Years of civil war and neglect have left the system in sorry shape and barely functional.
Sluice gates designed to regulate water flows are permanently rusted in position. Silt has robbed the reservoir above the dam of about 30 per cent of its capacity and diminished the flows through the canal network.
"Everything operates, to a degree," said Jason Schmaltz, who works with the Canadian International Development Agency. "(But) it has been neglected."
Signature project has 2011 target
Still, the precious liquid resource remains as valuable as ever in the desert region, which is part of the reason why the Canadian government has adopted the dam and irrigation system as its "signature" reconstruction project at the behest of the Afghan government.
Underscoring its importance to Ottawa, Prime Minister Stephen Harper made a brief sojourn there during his visit to Afghanistan earlier this month.
The project involves a modest refurbishment of the system. The completion target is 2011, when Canada is due to end its combat role in Afghanistan.
The contract for the actual work was only awarded late last year jointly to Montreal-based SNC-Lavalin, Canada's largest engineering firm, and Hydrosult, a Canadian-based water-consulting company. A small vanguard of SNC-Lavalin officials, followed by a more detailed plan of action, is expected in the coming months.
It's all slow going, given not only the extremely hostile environment in which the work has to be done, but also the snail's pace at which pretty much everything in Afghanistan is accomplished.
Canada's ambassador in Kabul, Ron Hoffmann, conceded the timelines were "ambitious" and said security concerns were a "significant part" of the project.

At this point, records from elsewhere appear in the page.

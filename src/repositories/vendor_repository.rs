use chrono::Utc;
use sqlx::{SqliteConnection, SqlitePool};

use crate::models::vendor::{NewVendor, Vendor};
use crate::utils::errors::AppError;

const VENDOR_COLUMNS: &str = "id, username, password_hash, full_name, email, role, \
                              vendor_code, branch, is_active, created_at";

pub struct VendorRepository {
    pool: SqlitePool,
}

impl VendorRepository {
    pub fn new(pool: SqlitePool) -> Self {
        Self { pool }
    }

    /// Insertar un vendedor. Solo se usa al sembrar / aprovisionar.
    pub async fn create(&self, vendor: &NewVendor) -> Result<Vendor, AppError> {
        let id = {
            let mut conn = self.pool.acquire().await?;
            Self::insert(&mut *conn, vendor).await?
        };

        self.find_by_id(id)
            .await?
            .ok_or_else(|| AppError::Internal(format!("Vendor {} vanished after insert", id)))
    }

    /// Insertar sobre una conexión dada (p. ej. dentro de una transacción)
    pub async fn insert(conn: &mut SqliteConnection, vendor: &NewVendor) -> Result<i64, AppError> {
        let id = sqlx::query(
            r#"
            INSERT INTO vendors (
                username, password_hash, full_name, email, role,
                vendor_code, branch, is_active, created_at
            )
            VALUES (?, ?, ?, ?, ?, ?, ?, 1, ?)
            "#,
        )
        .bind(&vendor.username)
        .bind(&vendor.password_hash)
        .bind(&vendor.full_name)
        .bind(&vendor.email)
        .bind(vendor.role)
        .bind(&vendor.vendor_code)
        .bind(&vendor.branch)
        .bind(Utc::now())
        .execute(conn)
        .await
        .map_err(|e| {
            tracing::error!("❌ Error creando vendedor '{}': {}", vendor.username, e);
            AppError::Database(e)
        })?
        .last_insert_rowid();

        Ok(id)
    }

    pub async fn find_by_username(&self, username: &str) -> Result<Option<Vendor>, AppError> {
        let vendor = sqlx::query_as::<_, Vendor>(&format!(
            "SELECT {} FROM vendors WHERE username = ?",
            VENDOR_COLUMNS
        ))
        .bind(username)
        .fetch_optional(&self.pool)
        .await?;

        Ok(vendor)
    }

    pub async fn find_by_id(&self, id: i64) -> Result<Option<Vendor>, AppError> {
        let vendor = sqlx::query_as::<_, Vendor>(&format!(
            "SELECT {} FROM vendors WHERE id = ?",
            VENDOR_COLUMNS
        ))
        .bind(id)
        .fetch_optional(&self.pool)
        .await?;

        Ok(vendor)
    }

    /// Activar o desactivar una cuenta. Devuelve `false` si no existe.
    pub async fn set_active(&self, username: &str, active: bool) -> Result<bool, AppError> {
        let result = sqlx::query("UPDATE vendors SET is_active = ? WHERE username = ?")
            .bind(active)
            .bind(username)
            .execute(&self.pool)
            .await?;

        Ok(result.rows_affected() > 0)
    }

    pub async fn count(&self) -> Result<i64, AppError> {
        let (count,): (i64,) = sqlx::query_as("SELECT COUNT(*) FROM vendors")
            .fetch_one(&self.pool)
            .await?;

        Ok(count)
    }
}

For local farmers like 39-year-old Haji Akka, patience is running low.
"If the foreigners work faster, we may be able to get water from the Dahla dam for our fields and gardens," Akka said.
Like most everything else in this factionalized country, who gets how much of the Arghandab River is a contentious question. "It's highly politicized," said Schmaltz.

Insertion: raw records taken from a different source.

use std::net::SocketAddr;

use anyhow::Result;
use dotenvy::dotenv;
use tokio::signal;
use tracing::{error, info};
use tracing_subscriber::EnvFilter;

use automotriz_jj::config::environment::EnvironmentConfig;
use automotriz_jj::database::DatabaseConnection;
use automotriz_jj::services::PasswordHasher;
use automotriz_jj::{create_router, AppState};

#[tokio::main]
async fn main() -> Result<()> {
    // Cargar variables de entorno
    dotenv().ok();

    // Configurar logging
    tracing_subscriber::fmt()
        .with_env_filter(
            EnvFilter::try_from_default_env().unwrap_or_else(|_| EnvFilter::new("info,sqlx=warn")),
        )
        .init();

    let config = EnvironmentConfig::from_env()
        .map_err(|e| anyhow::anyhow!("Configuración inválida: {}", e))?;

    info!("🚗 {} v{}", config.app_name, config.app_version);
    info!("================================================");
    info!("🌍 Entorno: {}", config.environment);

    // Inicializar base de datos
    let hasher = PasswordHasher::new(config.bcrypt_cost);
    let db_connection = match DatabaseConnection::connect(&config, &hasher).await {
        Ok(conn) => conn,
        Err(e) => {
            error!("❌ Error conectando a la base de datos: {}", e);
            return Err(anyhow::anyhow!("Error de base de datos: {}", e));
        }
    };

    let app_state = AppState::new(db_connection.pool().clone(), config.clone())
        .map_err(|e| anyhow::anyhow!("Error inicializando el estado: {}", e))?;
    let app = create_router(app_state);

    let addr: SocketAddr = format!("{}:{}", config.host, config.port).parse()?;

    info!("🌐 Servidor iniciando en {}", config.server_url());
    info!("🔍 Endpoints disponibles:");
    info!("   GET  / - Información del servicio");
    info!("   GET  /health - Health check");
    info!("🔐 Autenticación:");
    info!("   POST /auth/login - Login (form: username, password)");
    info!("   GET  /auth/me - Vendedor actual");
    info!("   POST /auth/logout - Logout");
    info!("🚙 Ventas:");
    info!("   GET  /ventas/autos?search= - Vehículos disponibles");
    info!("   GET  /ventas/tipos-compra - Tipos de compra");
    info!("   POST /ventas - Registrar venta");
    info!("   GET  /ventas/mis-ventas?limit= - Historial del vendedor");
    info!("🛠️ Administración:");
    info!("   PUT  /admin/vendedores/:username/activo - Activar/desactivar vendedor");

    let listener = tokio::net::TcpListener::bind(addr).await?;
    if let Err(e) = axum::serve(listener, app)
        .with_graceful_shutdown(shutdown_signal())
        .await
    {
        error!("❌ Error del servidor: {}", e);
        return Err(e.into());
    }

    info!("👋 Servidor terminado");
    Ok(())
}

/// Señal de apagado graceful
async fn shutdown_signal() {
    let ctrl_c = async {
        if let Err(e) = signal::ctrl_c().await {
            error!("❌ No se pudo escuchar Ctrl+C: {}", e);
            std::future::pending::<()>().await;
        }
    };

    #[cfg(unix)]
    let terminate = async {
        match signal::unix::signal(signal::unix::SignalKind::terminate()) {
            Ok(mut stream) => {
                stream.recv().await;
            }
            Err(e) => {
                error!("❌ No se pudo instalar el handler de SIGTERM: {}", e);
                std::future::pending::<()>().await;
            }
        }
    };

    #[cfg(not(unix))]
    let terminate = std::future::pending::<()>();

    tokio::select! {
        _ = ctrl_c => {
            info!("🛑 Señal Ctrl+C recibida, apagando servidor...");
        },
        _ = terminate => {
            info!("🛑 Señal de terminación recibida, apagando servidor...");
        },
    }
}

So important is the allocation issue, Afghans themselves have devised a system of appointed and elected officials called "mirabs" -- representatives who get together to decide who should get how much water.
It's not always successful. For example, someone -- possibly a local farmer who didn't think he was getting enough water -- blew up one of three sluice-gates on one side of the dam. It remains unusable.

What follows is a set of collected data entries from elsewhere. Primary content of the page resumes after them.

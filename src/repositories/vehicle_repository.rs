use chrono::Utc;
use sqlx::{SqliteConnection, SqlitePool};

use crate::models::vehicle::{NewVehicle, Vehicle};
use crate::utils::errors::AppError;

const VEHICLE_COLUMNS: &str = "id, make, model, year, reference_price, stock, is_active, created_at";

pub struct VehicleRepository {
    pool: SqlitePool,
}

impl VehicleRepository {
    pub fn new(pool: SqlitePool) -> Self {
        Self { pool }
    }

    pub async fn create(&self, vehicle: &NewVehicle) -> Result<Vehicle, AppError> {
        let id = {
            let mut conn = self.pool.acquire().await?;
            Self::insert(&mut *conn, vehicle).await?
        };

        self.find_by_id(id)
            .await?
            .ok_or_else(|| AppError::Internal(format!("Vehicle {} vanished after insert", id)))
    }

    pub async fn insert(conn: &mut SqliteConnection, vehicle: &NewVehicle) -> Result<i64, AppError> {
        let id = sqlx::query(
            r#"
            INSERT INTO vehicles (make, model, year, reference_price, stock, is_active, created_at)
            VALUES (?, ?, ?, ?, ?, 1, ?)
            "#,
        )
        .bind(&vehicle.make)
        .bind(&vehicle.model)
        .bind(vehicle.year)
        .bind(vehicle.reference_price)
        .bind(vehicle.stock)
        .bind(Utc::now())
        .execute(conn)
        .await?
        .last_insert_rowid();

        Ok(id)
    }

    pub async fn find_by_id(&self, id: i64) -> Result<Option<Vehicle>, AppError> {
        let vehicle = sqlx::query_as::<_, Vehicle>(&format!(
            "SELECT {} FROM vehicles WHERE id = ?",
            VEHICLE_COLUMNS
        ))
        .bind(id)
        .fetch_optional(&self.pool)
        .await?;

        Ok(vehicle)
    }

    /// Autos activos con stock, opcionalmente filtrados por marca, modelo
    /// o año (subcadena, sin distinguir mayúsculas).
    pub async fn list_available(&self, search: Option<&str>) -> Result<Vec<Vehicle>, AppError> {
        let vehicles = match search {
            Some(term) => {
                // LIKE de SQLite solo ignora mayúsculas en ASCII
                let pattern = format!("%{}%", escape_like(term));
                sqlx::query_as::<_, Vehicle>(&format!(
                    r#"
                    SELECT {}
                    FROM vehicles
                    WHERE is_active = 1 AND stock > 0
                    AND (
                        make LIKE ?1 ESCAPE '\' OR
                        model LIKE ?1 ESCAPE '\' OR
                        CAST(year AS TEXT) LIKE ?1 ESCAPE '\'
                    )
                    ORDER BY make, model, year, id
                    "#,
                    VEHICLE_COLUMNS
                ))
                .bind(pattern)
                .fetch_all(&self.pool)
                .await?
            }
            None => {
                sqlx::query_as::<_, Vehicle>(&format!(
                    r#"
                    SELECT {}
                    FROM vehicles
                    WHERE is_active = 1 AND stock > 0
                    ORDER BY make, model, year, id
                    "#,
                    VEHICLE_COLUMNS
                ))
                .fetch_all(&self.pool)
                .await?
            }
        };

        Ok(vehicles)
    }

    /// Retirar o reactivar una publicación del catálogo
    pub async fn set_active(&self, id: i64, active: bool) -> Result<bool, AppError> {
        let result = sqlx::query("UPDATE vehicles SET is_active = ? WHERE id = ?")
            .bind(active)
            .bind(id)
            .execute(&self.pool)
            .await?;

        Ok(result.rows_affected() > 0)
    }

    pub async fn count(&self) -> Result<i64, AppError> {
        let (count,): (i64,) = sqlx::query_as("SELECT COUNT(*) FROM vehicles")
            .fetch_one(&self.pool)
            .await?;

        Ok(count)
    }
}

/// Escapar comodines de LIKE para que el término se busque literalmente
fn escape_like(term: &str) -> String {
    let mut escaped = String::with_capacity(term.len());
    for c in term.chars() {
        if matches!(c, '%' | '_' | '\\') {
            escaped.push('\\');
        }
        escaped.push(c);
    }
    escaped
}

#[cfg(test)]
mod tests {
    use super::*;

    #[test]
    fn test_escape_like() {
        assert_eq!(escape_like("cr-v"), "cr-v");
        assert_eq!(escape_like("100%"), "100\\%");
        assert_eq!(escape_like("a_b"), "a\\_b");
    }
}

In all, 80 per cent of the population in the region depends on the life-giving waterways, a fact recognized even by the Taliban insurgents who are fighting to overthrow the government and expel NATO forces, observers say.
Still, given the unpredictable nature of their bloody insurgency, getting to the dam requires carefully crafted military protection -- well-armed Canadian soldiers in armoured vehicles who constantly scan the mountains for ambushes and check culverts for explosives.
Depending on the threat assessments, the drive along mostly paved highway from Kandahar can take anywhere from about 45 minutes to several hours.
Of the $50 million Ottawa has promised for the project, $8 million is for security -- not so much for the dam itself, which is all but indestructible, but for the foreigners and others who will design and do the rehabilitation work -- when it begins.
In the meantime, the former glory of the lush valley remains little more than a distant memory for Afghans -- particularly those who have long since fled the conflict and settled in other parts of the world, including Canada.
Nahim, a former Kandahari who works in a bargain store in downtown Toronto, waxed lyrical recently when he thought back to the harvest the valley yielded during his boyhood years.
"The fruits," he said, smiling broadly and gesturing with his hands, "were this big."